Food allergies are often confused with a food intolerance. True food allergies affect a very small percentage of the population. Adults that fall into this category are estimated at two to three percent. Children are estimated at six to eight percent. The typical example of a food intolerance is lactose. Those with this intolerance find it hard to drink milk or eat dairy products without getting an upset stomach. Intolerance to a specific food is not considered an allergy until or unless the immune system is affected. A true allergy consists of the immune system malfunctioning. It reacts to a particular allergen as though it were a harmful substance. In this case the trigger would be the specific type of food.

Foods That Can Cause Food Allergies

Here is the typical list of offenders but keep in mind that almost any food can cause an allergic reaction.

  • eggs
  • soy
  • milk
  • wheat
  • nuts
  • fish

My sister has an allergy to eggs. She falls into the typical category of an allergy prone person. She has had severe eczema at times and even in her 40s still has asthma. Asthma and eczema usually indicate that you will be allergic to one or many things and that you might be more likely to experience food allergies. Food allergies can encompass a whole range of foods once identified. Think about the fact that eggs are used as an ingredient in so many foods. You always have to be conscious of the ingredient list even when you go to restaurants.
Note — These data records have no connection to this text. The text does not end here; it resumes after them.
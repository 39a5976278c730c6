//! Newtype IDs for type-safe entity references.
//!
//! Use the `define_id!` macro to create type-safe ID wrappers that prevent
//! accidentally passing an order id where a pet id is expected.

/// Macro to define a type-safe ID wrapper.
///
/// Creates a newtype wrapper around `i64` (the store uses `BIGSERIAL`) with:
/// - `Serialize`/`Deserialize` with `#[serde(transparent)]`
/// - `Debug`, `Default`, `Clone`, `Copy`, `PartialEq`, `Eq`, `Hash`, `Ord`
/// - Conversion methods: `new()`, `as_i64()`, `is_positive()`
/// - `From<i64>` and `Into<i64>` implementations
/// - `sqlx` `Type`, `Encode`, and `Decode` implementations (with `postgres` feature)
///
/// # Example
///
/// ```rust
/// # use petstore_core::define_id;
/// define_id!(KennelId);
/// define_id!(CageId);
///
/// let kennel = KennelId::new(1);
/// let cage = CageId::new(1);
///
/// // These are different types, so this won't compile:
/// // let _: KennelId = cage;
/// # let _ = (kennel, cage);
/// ```
#[macro_export]
macro_rules! define_id {
    ($name:ident) => {
        #[derive(
            Debug,
            Default,
            Clone,
            Copy,
            PartialEq,
            Eq,
            PartialOrd,
            Ord,
            Hash,
            ::serde::Serialize,
            ::serde::Deserialize
        )]
        #[serde(transparent)]
        pub struct $name(i64);

        impl $name {
            /// Create a new ID from an i64 value.
            #[must_use]
            pub const fn new(id: i64) -> Self {
                Self(id)
            }

            /// Get the underlying i64 value.
            #[must_use]
            pub const fn as_i64(&self) -> i64 {
                self.0
            }

            /// Whether the id could have been assigned by the store.
            #[must_use]
            pub const fn is_positive(&self) -> bool {
                self.0 > 0
            }
        }

        impl ::core::fmt::Display for $name {
            fn fmt(&self, f: &mut ::core::fmt::Formatter<'_>) -> ::core::fmt::Result {
                write!(f, "{}", self.0)
            }
        }

        impl From<i64> for $name {
            fn from(id: i64) -> Self {
                Self(id)
            }
        }

        impl From<$name> for i64 {
            fn from(id: $name) -> Self {
                id.0
            }
        }

        #[cfg(feature = "postgres")]
        impl ::sqlx::Type<::sqlx::Postgres> for $name {
            fn type_info() -> ::sqlx::postgres::PgTypeInfo {
                <i64 as ::sqlx::Type<::sqlx::Postgres>>::type_info()
            }

            fn compatible(ty: &::sqlx::postgres::PgTypeInfo) -> bool {
                <i64 as ::sqlx::Type<::sqlx::Postgres>>::compatible(ty)
            }
        }

        #[cfg(feature = "postgres")]
        impl<'r> ::sqlx::Decode<'r, ::sqlx::Postgres> for $name {
            fn decode(
                value: ::sqlx::postgres::PgValueRef<'r>,
            ) -> ::core::result::Result<Self, ::sqlx::error::BoxDynError> {
                let id = <i64 as ::sqlx::Decode<::sqlx::Postgres>>::decode(value)?;
                Ok(Self(id))
            }
        }

        #[cfg(feature = "postgres")]
        impl ::sqlx::Encode<'_, ::sqlx::Postgres> for $name {
            fn encode_by_ref(
                &self,
                buf: &mut ::sqlx::postgres::PgArgumentBuffer,
            ) -> ::std::result::Result<::sqlx::encode::IsNull, ::sqlx::error::BoxDynError> {
                <i64 as ::sqlx::Encode<::sqlx::Postgres>>::encode_by_ref(&self.0, buf)
            }
        }
    };
}

define_id!(PetId);
define_id!(OrderId);
define_id!(UserId);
Symptoms of a Food Allergy

  • itching
  • hives
  • swelling of the mouth (possibly including lips)
  • cramps
  • nausea
  • diarrhea
  • watery eyes
  • runny nose
  • dizziness
  • difficulty breathing
  • accelerated heartbeat

The symptoms of a food allergy can range from mild to severe. Seek medical attention immediately because the sooner you get there the more they can relieve your discomfort. Even if you have a mild reaction if it does not go away you should seek medical advice. Your primary care physician will more than likely refer you to an allergist to confirm that you have a food allergy and not just a food intolerance.

How to Treat Food Allergies

Once your allergist has diagnosed your food allergy the simplest treatment is to avoid the foods all together. Please keep in mind that mild allergies can be treated by over the counter antihistamines. If your food allergies cause a more severe reaction do not waste time. These reactions can be life threatening and will need professional emergency medical care. Whether you suffer from food allergies or food intolerance knowledge is power. Be vigilant when choosing what to eat.